The genus Apis comprises four species: Apis florea, the Little Honeybee, Apis dorsata , the Giant Honeybee, Apis cerana , the Eastern Honeybee and Apis mellifera , the Western Honeybee. Some writers also include Apis laboriosa and Apis andreniformis as separate species, but it is likely that these are geographical subspecies of Apis dorsata and Apis florea respectively, although they do show greater physical variations than the other subspecies and in fact are possibly in a more advanced stage of species development.
It is thought that bees originally evolved from hunting wasps which acquired a taste for nectar and decided to become vegetarians. Fossil evidence is sparse but bees probably appeared on the planet about the same time as flowering plants in the Cretaceous period, 146 to 74 million years ago. The precursor of the honeybees may have been living about this time, but fossils of the true Apis type have been discovered dating back to 22 to 25 million years ago in what is now Western Germany. A bee resembling Apis dorsata but much smaller, about the size of a present day Apis mellifera is known to have beeen alive about 12 million years ago.
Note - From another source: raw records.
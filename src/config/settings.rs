// Copyright 2025 Kirky.X
//
// Licensed under the Apache License, Version 2.0 (the "License");
// you may not use this file except in compliance with the License.
// You may obtain a copy of the License at
//
//     http://www.apache.org/licenses/LICENSE-2.0
//
// Unless required by applicable law or agreed to in writing, software
// distributed under the License is distributed on an "AS IS" BASIS,
// WITHOUT WARRANTIES OR CONDITIONS OF ANY KIND, either express or implied.
// See the License for the specific language governing permissions and
// limitations under the License.

use config::builder::DefaultState;
use config::{Config, ConfigBuilder, ConfigError, Environment, File};
use serde::Deserialize;
use std::collections::HashMap;
use std::time::Duration;

use crate::domain::models::workflow::ProviderKind;

/// 应用程序配置设置
///
/// 包含服务器、数据库、认证、爬取流水线、抓取提供方和模型等所有配置项
#[derive(Debug, Clone, Deserialize)]
pub struct Settings {
    /// 服务器配置
    pub server: ServerSettings,
    /// 数据库配置
    pub database: DatabaseSettings,
    /// 认证配置
    #[serde(default)]
    pub auth: AuthSettings,
    /// 爬取配置
    pub crawl: CrawlSettings,
    /// 内容分析配置
    pub analysis: AnalysisSettings,
    /// 工作流配置
    pub workflow: WorkflowSettings,
    /// 阅读代理提供方配置
    pub reader: ReaderSettings,
    /// 全站爬取提供方配置
    pub firecrawl: FirecrawlSettings,
    /// LLM配置
    pub llm: LlmSettings,
    /// 指标配置
    pub metrics: MetricsSettings,
}

/// 服务器配置设置
#[derive(Debug, Clone, Deserialize)]
pub struct ServerSettings {
    /// 服务器监听主机地址
    pub host: String,
    /// 服务器监听端口
    pub port: u16,
}

/// 数据库配置设置
#[derive(Debug, Clone, Deserialize)]
pub struct DatabaseSettings {
    /// 数据库连接URL
    pub url: String,
    /// 最大连接数
    pub max_connections: Option<u32>,
    /// 最小连接数
    pub min_connections: Option<u32>,
    /// 连接超时时间（秒）
    pub connect_timeout: Option<u64>,
    /// 空闲连接超时时间（秒）
    pub idle_timeout: Option<u64>,
}

/// 认证配置设置
#[derive(Debug, Clone, Default, Deserialize)]
pub struct AuthSettings {
    /// API密钥到调用方标识的映射
    #[serde(default)]
    pub api_keys: HashMap<String, String>,
}

/// 爬取配置设置
#[derive(Debug, Clone, Deserialize)]
pub struct CrawlSettings {
    /// 单次爬取的页面硬上限
    pub max_pages_to_crawl: usize,
    /// 默认页面数
    pub default_pages: usize,
    /// 聚合内容的字符预算
    pub max_aggregated_chars: usize,
    /// 阅读代理并发抓取数
    pub scrape_concurrency: usize,
    /// 单页抓取超时（秒）
    pub page_timeout_secs: u64,
    /// 发现阶段单次请求超时（秒）
    pub discovery_timeout_secs: u64,
    /// 状态客户端轮询间隔（毫秒）
    pub poll_interval_ms: u64,
    /// 未指定时使用的抓取提供方
    pub default_provider: ProviderKind,
    /// 是否允许访问私有地址
    pub allow_private_hosts: bool,
    /// 发现阶段使用的User-Agent
    pub user_agent: String,
}

impl CrawlSettings {
    pub fn page_timeout(&self) -> Duration {
        Duration::from_secs(self.page_timeout_secs)
    }

    pub fn discovery_timeout(&self) -> Duration {
        Duration::from_secs(self.discovery_timeout_secs)
    }

    pub fn poll_interval(&self) -> Duration {
        Duration::from_millis(self.poll_interval_ms)
    }

    /// 将请求的页面数限制在 `[1, max_pages_to_crawl]` 内
    ///
    /// 小数向下取整，负数和非有限值按下限或默认值处理
    pub fn clamp_pages(&self, requested: Option<f64>) -> usize {
        let ceiling = self.max_pages_to_crawl.max(1);
        match requested {
            Some(pages) if pages.is_finite() => {
                let pages = pages.floor();
                if pages < 1.0 {
                    1
                } else if pages >= ceiling as f64 {
                    ceiling
                } else {
                    pages as usize
                }
            }
            _ => self.default_pages.clamp(1, ceiling),
        }
    }
}

/// 内容分析配置设置
#[derive(Debug, Clone, Deserialize)]
pub struct AnalysisSettings {
    /// 可分析的最小字符数
    pub min_content_length: usize,
    /// 提交给模型的最大字符数
    pub max_content_length: usize,
    /// 关键词数量上限
    pub max_keywords: usize,
}

/// 工作流配置设置
#[derive(Debug, Clone, Deserialize)]
pub struct WorkflowSettings {
    /// 单次运行的最长时间（秒）
    pub max_duration_secs: u64,
    /// 可重试步骤错误的最大重试次数
    pub step_max_retries: u32,
    /// 重试初始退避（毫秒）
    pub retry_initial_backoff_ms: u64,
}

impl WorkflowSettings {
    pub fn max_duration(&self) -> Duration {
        Duration::from_secs(self.max_duration_secs)
    }
}

/// 阅读代理配置设置
#[derive(Debug, Clone, Deserialize)]
pub struct ReaderSettings {
    /// 代理基础URL，页面URL直接拼接在其后
    pub base_url: String,
    /// 可选的API密钥
    pub api_key: Option<String>,
}

/// 全站爬取提供方配置设置
#[derive(Debug, Clone, Deserialize)]
pub struct FirecrawlSettings {
    pub base_url: String,
    pub api_key: Option<String>,
    /// 爬取作业轮询间隔（毫秒）
    pub poll_interval_ms: u64,
    /// 爬取作业总超时（秒）
    pub timeout_secs: u64,
}

/// LLM配置设置
#[derive(Debug, Clone, Deserialize)]
pub struct LlmSettings {
    /// API密钥
    pub api_key: Option<String>,
    /// 模型名称
    pub model: String,
    /// API基础URL
    pub api_base_url: String,
    /// 请求超时（秒）
    pub timeout_secs: u64,
}

/// 指标配置设置
#[derive(Debug, Clone, Deserialize)]
pub struct MetricsSettings {
    /// 是否启用Prometheus导出
    pub enabled: bool,
    /// 导出监听地址
    pub listen_addr: String,
}

impl Settings {
    /// 创建新的配置实例
    ///
    /// 按顺序加载内置默认值、`config/default`、`config/{APP_ENVIRONMENT}` 和
    /// `SEOCRAWL__` 前缀的环境变量
    ///
    /// # Returns
    ///
    /// * `Ok(Settings)` - 成功加载的配置
    /// * `Err(ConfigError)` - 配置加载失败
    pub fn new() -> Result<Self, ConfigError> {
        let env = std::env::var("APP_ENVIRONMENT").unwrap_or_else(|_| "default".to_string());
        let builder = Self::with_defaults(Config::builder())?
            .add_source(File::with_name("config/default").required(false))
            .add_source(File::with_name(&format!("config/{}", env)).required(false))
            .add_source(Environment::with_prefix("SEOCRAWL").separator("__"));

        builder.build()?.try_deserialize()
    }

    /// 仅使用内置默认值创建配置
    pub fn defaults() -> Result<Self, ConfigError> {
        Self::with_defaults(Config::builder())?
            .build()?
            .try_deserialize()
    }

    fn with_defaults(
        builder: ConfigBuilder<DefaultState>,
    ) -> Result<ConfigBuilder<DefaultState>, ConfigError> {
        builder
            // Server
            .set_default("server.host", "0.0.0.0")?
            .set_default("server.port", 3000)?
            // Default DB pool settings
            .set_default("database.url", "sqlite://seocrawl.db?mode=rwc")?
            .set_default("database.max_connections", 20)?
            .set_default("database.min_connections", 1)?
            .set_default("database.connect_timeout", 10)?
            .set_default("database.idle_timeout", 300)?
            // Crawl pipeline
            .set_default("crawl.max_pages_to_crawl", 20)?
            .set_default("crawl.default_pages", 10)?
            .set_default("crawl.max_aggregated_chars", 100_000)?
            .set_default("crawl.scrape_concurrency", 4)?
            .set_default("crawl.page_timeout_secs", 30)?
            .set_default("crawl.discovery_timeout_secs", 15)?
            .set_default("crawl.poll_interval_ms", 2000)?
            .set_default("crawl.default_provider", "reader")?
            .set_default("crawl.allow_private_hosts", false)?
            .set_default(
                "crawl.user_agent",
                "Mozilla/5.0 (compatible; seocrawl/1.0; +https://seocrawl.dev)",
            )?
            // Analysis
            .set_default("analysis.min_content_length", 100)?
            .set_default("analysis.max_content_length", 50_000)?
            .set_default("analysis.max_keywords", 10)?
            // Workflow
            .set_default("workflow.max_duration_secs", 600)?
            .set_default("workflow.step_max_retries", 3)?
            .set_default("workflow.retry_initial_backoff_ms", 1000)?
            // Providers
            .set_default("reader.base_url", "https://r.jina.ai")?
            .set_default("firecrawl.base_url", "https://api.firecrawl.dev/v1")?
            .set_default("firecrawl.poll_interval_ms", 2000)?
            .set_default("firecrawl.timeout_secs", 120)?
            // LLM
            .set_default("llm.model", "gpt-4o-mini")?
            .set_default("llm.api_base_url", "https://api.openai.com/v1")?
            .set_default("llm.timeout_secs", 60)?
            // Metrics
            .set_default("metrics.enabled", false)?
            .set_default("metrics.listen_addr", "0.0.0.0:9000")
    }
}
// Copyright 2025 Kirky.X
//
// Licensed under the Apache License, Version 2.0 (the "License");
// you may not use this file except in compliance with the License.
// You may obtain a copy of the License at
//
//     http://www.apache.org/licenses/LICENSE-2.0
//
// Unless required by applicable law or agreed to in writing, software
// distributed under the License is distributed on an "AS IS" BASIS,
// WITHOUT WARRANTIES OR CONDITIONS OF ANY KIND, either express or implied.
// See the License for the specific language governing permissions and
// limitations under the License.

use sea_orm::entity::prelude::*;
use uuid::Uuid;

#[derive(Clone, Debug, PartialEq, DeriveEntityModel)]
#[sea_orm(table_name = "workflow_runs")]
pub struct Model {
    #[sea_orm(primary_key, auto_increment = false)]
    pub id: Uuid,
    pub caller_id: String,
    pub client_id: String,
    pub root_url: String,
    pub provider: String,
    pub max_pages: i32,
    pub status: String,
    pub result: Option<Json>,
    pub error: Option<String>,
    pub created_at: ChronoDateTimeWithTimeZone,
    pub updated_at: ChronoDateTimeWithTimeZone,
    pub started_at: Option<ChronoDateTimeWithTimeZone>,
    pub completed_at: Option<ChronoDateTimeWithTimeZone>,
}

#[derive(Copy, Clone, Debug, EnumIter, DeriveRelation)]
pub enum Relation {
    #[sea_orm(has_many = "super::workflow_step::Entity")]
    Steps,
}

impl Related<super::workflow_step::Entity> for Entity {
    fn to() -> RelationDef {
        Relation::Steps.def()
    }
}

impl ActiveModelBehavior for ActiveModel {}
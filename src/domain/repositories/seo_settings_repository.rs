// Copyright (c) 2025 Kirky.X
//
// Licensed under the MIT License
// See LICENSE file in the project root for full license information.

use async_trait::async_trait;

use super::workflow_run_repository::RepositoryError;
use crate::domain::models::seo::SeoSettings;

/// 客户SEO设置仓库特质
#[async_trait]
pub trait SeoSettingsRepository: Send + Sync {
    /// 按 `client_id` 插入或覆盖设置，重复调用结果相同
    async fn upsert(&self, settings: &SeoSettings) -> Result<SeoSettings, RepositoryError>;

    async fn find_by_client(&self, client_id: &str) -> Result<Option<SeoSettings>, RepositoryError>;
}
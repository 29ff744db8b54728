// Copyright (c) 2025 Kirky.X
//
// Licensed under the MIT License
// See LICENSE file in the project root for full license information.

/// 客户端模块
///
/// 供调用方使用的运行状态轮询
pub mod status_poller;
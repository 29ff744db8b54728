// Copyright (c) 2025 Kirky.X
//
// Licensed under the MIT License
// See LICENSE file in the project root for full license information.

/// 领域层模块
///
/// 包含领域模型（models）、仓库接口（repositories）和领域服务（services），
/// 不依赖任何基础设施实现
pub mod models;
pub mod repositories;
pub mod services;
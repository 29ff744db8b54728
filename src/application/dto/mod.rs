// Copyright (c) 2025 Kirky.X
//
// Licensed under the MIT License
// See LICENSE file in the project root for full license information.

/// 数据传输对象模块
pub mod crawl_request;
impl WorkflowWorker {
    pub fn new(
        runs: Arc<dyn WorkflowRunRepository>,
        seo_settings: Arc<dyn SeoSettingsRepository>,
        discovery: DiscoveryService,
        providers: ProviderFactory,
        analysis: Arc<AnalysisService>,
        settings: &Settings,
    ) -> Self {
        Self {
            runs,
            seo_settings,
            discovery,
            providers,
            analysis,
            retry_policy: RetryPolicy::for_steps(&settings.workflow),
            max_aggregated_chars: settings.crawl.max_aggregated_chars,
            max_duration: settings.workflow.max_duration(),
        }
    }

    pub fn with_retry_policy(mut self, retry_policy: RetryPolicy) -> Self {
        self.retry_policy = retry_policy;
        self
    }

    pub fn with_max_duration(mut self, max_duration: Duration) -> Self {
        self.max_duration = max_duration;
        self
    }

    pub fn runs(&self) -> Arc<dyn WorkflowRunRepository> {
        self.runs.clone()
    }

    /// 执行或恢复一次运行
    ///
    /// # 返回值
    ///
    /// * `Ok(WorkflowRun)` - 运行已到达终态（成功或失败）
    /// * `Err(WorkflowError)` - 存储不可用等基础设施错误，运行保持可恢复状态
    #[instrument(skip(self), fields(run_id = %run_id))]
    pub async fn execute(&self, run_id: Uuid) -> Result<WorkflowRun, WorkflowError> {
        let mut run = self
            .runs
            .find_by_id(run_id)
            .await?
            .ok_or(WorkflowError::RunNotFound(run_id))?;

        if run.status.is_terminal() {
            info!("Run already finished with status {}", run.status);
            return Ok(run);
        }

        let resumed = !run.steps.is_empty();
        let first_start = run.start()?;
        self.runs.update_run(&run).await?;
        if first_start {
            metrics::record_run_started();
        }
        info!(
            "Executing run for {} via {} (resumed: {})",
            run.root_url, run.provider, resumed
        );

        let started = Instant::now();
        let result = tokio::time::timeout(self.max_duration, self.run_steps(&mut run)).await;
        let outcome = match result {
            Ok(result) => result?,
            Err(_) => self.timed_out(&mut run).await?,
        };

        let elapsed = started.elapsed();
        if outcome.success {
            info!("Run completed in {:?}", elapsed);
            metrics::record_run_completed(elapsed);
            run.complete(outcome)?;
        } else {
            warn!(
                "Run failed at {:?}: {}",
                outcome.failed_stage,
                outcome.error.as_deref().unwrap_or("unknown error")
            );
            metrics::record_run_failed(outcome.failed_stage, elapsed);
            run.fail(outcome)?;
        }

        self.runs.update_run(&run).await?;
        Ok(run)
    }

    async fn run_steps(&self, run: &mut WorkflowRun) -> Result<CrawlOutcome, WorkflowError> {
        let root_url = run.root_url.clone();
        let kind = run.provider;
        let max_pages = run.max_pages;

        let discovered: DiscoveryResult = match self
            .run_step(run, StepName::Discover, || {
                self.discover_step(kind, &root_url, max_pages)
            })
            .await
        {
            Ok(output) => output,
            Err(halt) => return self.halted(run, StepName::Discover, halt),
        };

        let urls = discovered.urls.clone();
        let scraped: ScrapeStepOutput = match self
            .run_step(run, StepName::Scrape, || {
                self.scrape_step(kind, &root_url, &urls, max_pages)
            })
            .await
        {
            Ok(output) => output,
            Err(halt) => return self.halted(run, StepName::Scrape, halt),
        };
        if !scraped.success {
            let message = scraped
                .error
                .clone()
                .unwrap_or_else(|| "All pages failed to scrape".to_string());
            return Ok(failure_outcome(run, StepName::Scrape, message));
        }

        let pages = scraped.pages.clone();
        let aggregated: AggregateStepOutput = match self
            .run_step(run, StepName::Aggregate, || self.aggregate_step(&pages))
            .await
        {
            Ok(output) => output,
            Err(halt) => return self.halted(run, StepName::Aggregate, halt),
        };
        if !aggregated.success {
            let message = aggregated
                .error
                .clone()
                .unwrap_or_else(|| "No content to analyze".to_string());
            return Ok(failure_outcome(run, StepName::Aggregate, message));
        }

        let client_id = run.client_id.clone();
        let text = aggregated.content.text.clone();
        let analysis: SeoAnalysisResult = match self
            .run_step(run, StepName::Analyze, || {
                self.analyze_step(&client_id, &root_url, &text)
            })
            .await
        {
            Ok(output) => output,
            Err(halt) => return self.halted(run, StepName::Analyze, halt),
        };

        let (pages_discovered, pages_scraped, pages_analyzed) = progress_counts(run);
        Ok(CrawlOutcome {
            success: true,
            failed_stage: None,
            error: None,
            pages_discovered,
            pages_scraped,
            pages_analyzed,
            analysis: Some(analysis),
        })
    }

    /// 执行单个步骤
    ///
    /// 已完成的步骤直接返回存储的输出；可重试错误按策略退避后重新执行
    async fn run_step<T, F, Fut>(
        &self,
        run: &mut WorkflowRun,
        name: StepName,
        handler: F,
    ) -> Result<T, Halt>
    where
        T: Serialize + DeserializeOwned,
        F: Fn() -> Fut,
        Fut: Future<Output = Result<T, StepError>>,
    {
        if let Some(output) = run.completed_output(name) {
            match serde_json::from_value::<T>(output.clone()) {
                Ok(value) => {
                    info!(step = %name, "Reusing stored step output");
                    return Ok(value);
                }
                Err(e) => warn!(step = %name, "Stored step output is unreadable, re-running: {}", e),
            }
        }

        let mut retries = 0u32;
        loop {
            {
                let step = run.step_mut(name);
                step.status = StepStatus::Running;
                step.attempts += 1;
                step.output = None;
                step.error = None;
                step.started_at = Some(Utc::now());
                step.completed_at = None;
            }
            self.persist_step(run, name).await?;

            let result = handler().await.and_then(|value| {
                serde_json::to_value(&value)
                    .map(|json| (value, json))
                    .map_err(|e| StepError::Fatal(format!("Could not store step output: {}", e)))
            });

            match result {
                Ok((value, json)) => {
                    let step = run.step_mut(name);
                    step.status = StepStatus::Completed;
                    step.output = Some(json);
                    step.completed_at = Some(Utc::now());
                    self.persist_step(run, name).await?;
                    return Ok(value);
                }
                Err(StepError::Retryable(message)) if self.retry_policy.should_retry(retries) => {
                    retries += 1;
                    let backoff = self.retry_policy.calculate_backoff(retries);
                    warn!(
                        step = %name,
                        "Retryable step error (retry {}/{} in {:?}): {}",
                        retries, self.retry_policy.max_retries, backoff, message
                    );
                    run.step_mut(name).error = Some(message);
                    self.persist_step(run, name).await?;
                    tokio::time::sleep(backoff).await;
                }
                Err(err) => {
                    let message = err.message().to_string();
                    error!(step = %name, "Step failed: {}", message);
                    let step = run.step_mut(name);
                    step.status = StepStatus::Failed;
                    step.error = Some(message.clone());
                    step.completed_at = Some(Utc::now());
                    self.persist_step(run, name).await?;
                    return Err(Halt::Step(message));
                }
            }
        }
    }

    async fn persist_step(&self, run: &WorkflowRun, name: StepName) -> Result<(), RepositoryError> {
        match run.step(name) {
            Some(step) => self.runs.upsert_step(run.id, step).await,
            None => Ok(()),
        }
    }

    fn halted(
        &self,
        run: &WorkflowRun,
        stage: StepName,
        halt: Halt,
    ) -> Result<CrawlOutcome, WorkflowError> {
        match halt {
            Halt::Step(message) => Ok(failure_outcome(run, stage, message)),
            Halt::Infra(err) => Err(err),
        }
    }

    async fn timed_out(&self, run: &mut WorkflowRun) -> Result<CrawlOutcome, WorkflowError> {
        let message = format!(
            "Run exceeded maximum duration of {}s",
            self.max_duration.as_secs()
        );

        let stage = run
            .steps
            .iter()
            .find(|s| s.status == StepStatus::Running)
            .map(|s| s.name);
        if let Some(name) = stage {
            let step = run.step_mut(name);
            step.status = StepStatus::Failed;
            step.error = Some(message.clone());
            step.completed_at = Some(Utc::now());
            self.persist_step(run, name).await?;
        }

        let (pages_discovered, pages_scraped, pages_analyzed) = progress_counts(run);
        Ok(CrawlOutcome {
            success: false,
            failed_stage: stage,
            error: Some(message),
            pages_discovered,
            pages_scraped,
            pages_analyzed,
            analysis: None,
        })
    }

    async fn discover_step(
        &self,
        kind: ProviderKind,
        root_url: &str,
        max_pages: usize,
    ) -> Result<DiscoveryResult, StepError> {
        let provider = self
            .providers
            .get(kind)
            .map_err(|e| StepError::Fatal(e.to_string()))?;

        if provider.native_crawl() {
            info!("Provider {} crawls natively, skipping discovery", provider.name());
            return Ok(DiscoveryResult::pass_through(root_url));
        }

        self.discovery
            .discover(root_url, max_pages)
            .await
            .map_err(|e| StepError::Fatal(e.to_string()))
    }

    async fn scrape_step(
        &self,
        kind: ProviderKind,
        root_url: &str,
        urls: &[String],
        max_pages: usize,
    ) -> Result<ScrapeStepOutput, StepError> {
        let provider = self
            .providers
            .get(kind)
            .map_err(|e| StepError::Fatal(e.to_string()))?;

        let request = BatchRequest {
            root_url: root_url.to_string(),
            urls: urls.to_vec(),
            max_pages,
        };

        let batch = match provider.scrape_many(&request).await {
            Ok(batch) => batch,
            Err(e) if e.is_retryable() => return Err(StepError::Retryable(e.to_string())),
            Err(e) => {
                return Ok(ScrapeStepOutput {
                    success: false,
                    pages: Vec::new(),
                    summary: BatchSummary::default(),
                    error: Some(format!("Scraping failed: {}", e)),
                })
            }
        };

        metrics::record_pages(batch.summary.total_scraped, batch.summary.total_failed);
        info!(
            "Scraped {} pages ({} failed) with {}",
            batch.summary.total_scraped,
            batch.summary.total_failed,
            provider.name()
        );

        let success = !batch.summary.is_failure();
        let pages = batch
            .pages
            .into_iter()
            .filter(|p| p.success)
            .filter_map(|p| p.content.map(|content| PageContent::new(p.url, content)))
            .collect();

        Ok(ScrapeStepOutput {
            success,
            pages,
            summary: batch.summary,
            error: (!success).then(|| {
                format!(
                    "All pages failed to scrape ({} attempted)",
                    batch.summary.total_scraped + batch.summary.total_failed
                )
            }),
        })
    }

    async fn aggregate_step(&self, pages: &[PageContent]) -> Result<AggregateStepOutput, StepError> {
        let content = aggregate(pages, self.max_aggregated_chars);
        let success = !content.is_empty();
        info!(
            "Aggregated {} pages into {} chars ({} excluded)",
            content.included_urls.len(),
            content.total_chars,
            content.excluded_urls.len()
        );

        Ok(AggregateStepOutput {
            success,
            error: (!success).then(|| "No page content fit within the crawl budget".to_string()),
            content,
        })
    }

    async fn analyze_step(
        &self,
        client_id: &str,
        root_url: &str,
        text: &str,
    ) -> Result<SeoAnalysisResult, StepError> {
        let analysis = self.analysis.analyze(text).await.map_err(|e| {
            if e.is_retryable() {
                StepError::Retryable(e.to_string())
            } else {
                StepError::Fatal(e.to_string())
            }
        })?;

        let settings = SeoSettings::from_analysis(client_id, root_url, &analysis);
        self.seo_settings
            .upsert(&settings)
            .await
            .map_err(|e| StepError::Retryable(format!("Could not save SEO settings: {}", e)))?;
        info!("Saved SEO settings for client {}", client_id);

        Ok(analysis)
    }
}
It is believed that Apis florea and Apis dorsata may have existed as separate species as early as 34 million to 23 million years ago. It has not yet been possible however to estimate when bees of’ the Apis mellifera/cerana type first appeared on Earth. But they must have acquired separate identities at least 2 milllion years ago. The two species appear to have been physically separated at the time of the last Ice Age and there was no subsequent contact between them until brought together by human intervention in recent times. In the post-glacial period Mellifera and Cerana and to a less extent Dorsata and Florea, have shown similar evolution into distinct geographical subspecies or races.